» EXTRACTED INFORMATION
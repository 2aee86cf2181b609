// Session-scoped running accumulators for TBT and CLS
//
// Both accumulators are reset at every navigation boundary. They return the
// new running total when a sample qualifies so the caller can rewrite the
// stored metric from the authoritative sum rather than adding increments to
// possibly-stale state.

use crate::feed::{LayoutShiftSample, LongTaskSample};

/// Total Blocking Time accumulator.
///
/// Every long task contributes its duration in excess of the floor; tasks at
/// or below the floor do not qualify.
#[derive(Debug, Clone)]
pub struct BlockingTimeAccumulator {
    floor_ms: f64,
    total_ms: f64,
    qualifying_tasks: u32,
}

impl BlockingTimeAccumulator {
    pub fn new(floor_ms: f64) -> Self {
        Self {
            floor_ms,
            total_ms: 0.0,
            qualifying_tasks: 0,
        }
    }

    /// Fold in one long task. Returns the new running total when the task
    /// qualifies, `None` otherwise.
    pub fn observe(&mut self, sample: LongTaskSample) -> Option<f64> {
        if sample.duration_ms <= self.floor_ms {
            return None;
        }
        self.total_ms += sample.duration_ms - self.floor_ms;
        self.qualifying_tasks += 1;
        Some(self.total_ms)
    }

    pub fn total_ms(&self) -> f64 {
        self.total_ms
    }

    pub fn qualifying_tasks(&self) -> u32 {
        self.qualifying_tasks
    }

    pub fn reset(&mut self) {
        self.total_ms = 0.0;
        self.qualifying_tasks = 0;
    }
}

/// Cumulative Layout Shift accumulator.
///
/// Shifts attributable to recent user input are excluded from the sum.
#[derive(Debug, Clone, Default)]
pub struct LayoutShiftAccumulator {
    total: f64,
}

impl LayoutShiftAccumulator {
    pub fn new() -> Self {
        Self::default()
    }

    /// Fold in one shift. Returns the new running total when the shift
    /// counts, `None` when it was input-driven.
    pub fn observe(&mut self, sample: LayoutShiftSample) -> Option<f64> {
        if sample.had_recent_input {
            return None;
        }
        self.total += sample.value;
        Some(self.total)
    }

    pub fn total(&self) -> f64 {
        self.total
    }

    pub fn reset(&mut self) {
        self.total = 0.0;
    }
}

» GOAL OF THE EXERCISE
Search the listing for the word "from" and return each line that holds it.

» SOLUTION
// stored metric from the authoritative sum rather than adding increments to
/// Shifts attributable to recent user input are excluded from the sum.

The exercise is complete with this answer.